Jester

               Father Norton, on the Golf Course
Father Norton woke up one Sunday morning. It was an exceptionally beautiful and sunny early spring day, and he decided he just had to play golf.
He called up his associate priest and told him that he was feeling sick and asked him to hold Mass for him that day. As soon as he hung up from talking to him, Father Norton headed for a golf course about 40 miles away. He wanted to make sure that he didn’t run into anyone he knew. After all, everyone else would be in church.
At the course, Father Norton asked to play alone, and as he strolled to the first tee, St. Peter leaned over to the Lord while they were looking down from Heaven and exclaimed, “You’re not going to let him get away with this, are you?”
The Lord sighed and responded, “No, I guess not.”
Father Norton teed his ball up and took a mighty swing. The ball came off the face of his driver like a cannon shot, straight and true. His ball landed just short of the green, bounced on it, and then rolled straight into the hole, a 420-yard hole-in-one!
St. Peter was astonished. He looked at the Lord and asked, “How could you let that happen?”
The Lord just smiled and replied, “Who’s he going to tell?”

                        Blessed Be

** Blessed are those who build bridges, for they shalt get over it.

** Blessed are those who recycle motor oil, for they shall be refined.

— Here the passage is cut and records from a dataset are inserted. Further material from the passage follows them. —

//! Process logging bootstrap shared by both servers.
//!
//! # Responsibility
//! - Initialize the `log` backend exactly once per process, either to
//!   rotating files in a log directory or to stderr.
//! - Capture panics as sanitized log events.
//!
//! # Invariants
//! - Logging init is idempotent for the same level and target.
//! - Re-initialization with a different level or target is rejected.
//! - Logging initialization must not panic.

use flexi_logger::{Cleanup, Criterion, FileSpec, Logger, LoggerHandle, Naming, WriteMode};
use log::{error, info};
use once_cell::sync::OnceCell;
use std::fmt::{Display, Formatter};
use std::path::{Path, PathBuf};

const MAX_LOG_FILE_SIZE_BYTES: u64 = 10 * 1024 * 1024;
const MAX_LOG_FILES: usize = 5;
const MAX_PANIC_PAYLOAD_CHARS: usize = 160;

static LOGGING_STATE: OnceCell<LoggingState> = OnceCell::new();
static PANIC_HOOK_INSTALLED: OnceCell<()> = OnceCell::new();

/// Where log lines are written.
#[derive(Debug, Clone, PartialEq, Eq)]
pub enum LogTarget {
    Stderr,
    /// Rotating files named after the service inside this absolute directory.
    Directory(PathBuf),
}

impl Display for LogTarget {
    fn fmt(&self, f: &mut Formatter<'_>) -> std::fmt::Result {
        match self {
            Self::Stderr => write!(f, "stderr"),
            Self::Directory(dir) => write!(f, "{}", dir.display()),
        }
    }
}

impl LogTarget {
    /// Builds a target from an optional `--log-dir` value.
    ///
    /// # Errors
    /// - Returns an error when the directory is blank or not absolute.
    pub fn from_option(log_dir: Option<&str>) -> Result<Self, String> {
        match log_dir {
            None => Ok(Self::Stderr),
            Some(dir) => normalize_log_dir(dir).map(Self::Directory),
        }
    }
}

struct LoggingState {
    level: &'static str,
    target: LogTarget,
    _logger: LoggerHandle,
}

/// Initializes process logging for `service` with `level` and `target`.
///
/// Returns `Ok(())` when logging is active, or a human-readable error string
/// when initialization fails.
///
/// # Errors
/// - Returns an error when `level` is unsupported.
/// - Returns an error when the log directory cannot be created.
/// - Returns an error when logging is already active with another level or target.
pub fn init_logging(service: &'static str, level: &str, target: LogTarget) -> Result<(), String> {
    let normalized_level = normalize_level(level)?;

    if let Some(state) = LOGGING_STATE.get() {
        return check_matches(state, normalized_level, &target);
    }

    let init_target = target.clone();
    let state = LOGGING_STATE.get_or_try_init(|| -> Result<LoggingState, String> {
        let logger = Logger::try_with_str(normalized_level)
            .map_err(|err| format!("invalid log level `{normalized_level}`: {err}"))?;

        let logger = match &init_target {
            LogTarget::Stderr => logger
                .log_to_stderr()
                .format_for_stderr(flexi_logger::detailed_format)
                .start(),
            LogTarget::Directory(dir) => {
                std::fs::create_dir_all(dir).map_err(|err| {
                    format!("failed to create log directory `{}`: {err}", dir.display())
                })?;
                logger
                    .log_to_file(FileSpec::default().directory(dir.as_path()).basename(service))
                    .rotate(
                        Criterion::Size(MAX_LOG_FILE_SIZE_BYTES),
                        Naming::Numbers,
                        Cleanup::KeepLogFiles(MAX_LOG_FILES),
                    )
                    .write_mode(WriteMode::BufferAndFlush)
                    .append()
                    .format_for_files(flexi_logger::detailed_format)
                    .start()
            }
        }
        .map_err(|err| format!("failed to start logger: {err}"))?;

        install_panic_hook_once();

        info!(
            "event=app_start module={} status=ok platform={} build_mode={} version={}",
            service,
            std::env::consts::OS,
            build_mode(),
            env!("CARGO_PKG_VERSION")
        );
        info!(
            "event=logging_init module=logging status=ok level={} target={}",
            normalized_level, init_target
        );

        Ok(LoggingState {
            level: normalized_level,
            target: init_target,
            _logger: logger,
        })
    })?;

    check_matches(state, normalized_level, &target)
}

/// Returns `(level, target)` when logging is active.
pub fn logging_status() -> Option<(&'static str, LogTarget)> {
    LOGGING_STATE
        .get()
        .map(|state| (state.level, state.target.clone()))
}

/// Returns the default log level for current build mode.
///
/// - `debug` builds -> `debug`
/// - `release` builds -> `info`
pub fn default_log_level() -> &'static str {
    if cfg!(debug_assertions) {
        "debug"
    } else {
        "info"
    }
}

fn check_matches(state: &LoggingState, level: &'static str, target: &LogTarget) -> Result<(), String> {
    if &state.target != target {
        return Err(format!(
            "logging already initialized at `{}`; refusing to switch to `{}`",
            state.target, target
        ));
    }
    if state.level != level {
        return Err(format!(
            "logging already initialized with level `{}`; refusing to switch to `{}`",
            state.level, level
        ));
    }
    Ok(())
}

fn normalize_level(level: &str) -> Result<&'static str, String> {
    match level.trim().to_ascii_lowercase().as_str() {
        "trace" => Ok("trace"),
        "debug" => Ok("debug"),
        "info" => Ok("info"),
        "warn" | "warning" => Ok("warn"),
        "error" => Ok("error"),
        other => Err(format!(
            "unsupported log level `{other}`; expected trace|debug|info|warn|error"
        )),
    }
}

fn normalize_log_dir(log_dir: &str) -> Result<PathBuf, String> {
    let trimmed = log_dir.trim();
    if trimmed.is_empty() {
        return Err("log_dir cannot be empty".to_string());
    }
    let path = Path::new(trimmed);
    if !path.is_absolute() {
        return Err(format!("log_dir must be an absolute path, got `{trimmed}`"));
    }
    Ok(path.to_path_buf())
}

fn build_mode() -> &'static str {
    if cfg!(debug_assertions) {
        "debug"
    } else {
        "release"
    }
}

fn install_panic_hook_once() {
    if PANIC_HOOK_INSTALLED.get().is_some() {
        return;
    }

    let previous_hook = std::panic::take_hook();
    std::panic::set_hook(Box::new(move |panic_info| {
        // Note text is user input and may end up in a panic message.
        let location = panic_info
            .location()
            .map(|loc| format!("{}:{}", loc.file(), loc.line()))
            .unwrap_or_else(|| "unknown".to_string());
        let payload = panic_payload_summary(panic_info);
        error!(
            "event=panic_captured module=core status=error location={} payload={}",
            location, payload
        );
        previous_hook(panic_info);
    }));

    let _ = PANIC_HOOK_INSTALLED.set(());
}

fn panic_payload_summary(info: &std::panic::PanicHookInfo<'_>) -> String {
    let payload = if let Some(message) = info.payload().downcast_ref::<&str>() {
        (*message).to_string()
    } else if let Some(message) = info.payload().downcast_ref::<String>() {
        message.clone()
    } else {
        "non-string panic payload".to_string()
    };

    sanitize_message(&payload, MAX_PANIC_PAYLOAD_CHARS)
}

/// Flattens newlines and caps length so one value stays on one log line.
pub fn sanitize_message(value: &str, max_chars: usize) -> String {
    let normalized = value.replace(['\n', '\r'], " ");
    let mut truncated = normalized.chars().take(max_chars).collect::<String>();
    if normalized.chars().count() > max_chars {
        truncated.push_str("...");
    }
    truncated
}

** Blessed is the TV weatherman, for he shalt talk up a storm.

** Blessed are the undertakers, for they shalt be the last to let you down.

** Blessed are the auctioneers, for they shall look forbidding.

** Blessed are the breadmakers, for they shalt rise to the occasion.

** Blessed are the nuns, for they shall have no bad habits.

** Blessed are those who stop horseback riding, for they shalt be full of woe.

** Blessed are the thrifty deer hunters, for they shalt get more bang for their buck.

** Blessed are the ministers who make mistakes, for it shall only be a clerical error.

** Blessed are the unionized church workers, for they shalt bargain in good faith.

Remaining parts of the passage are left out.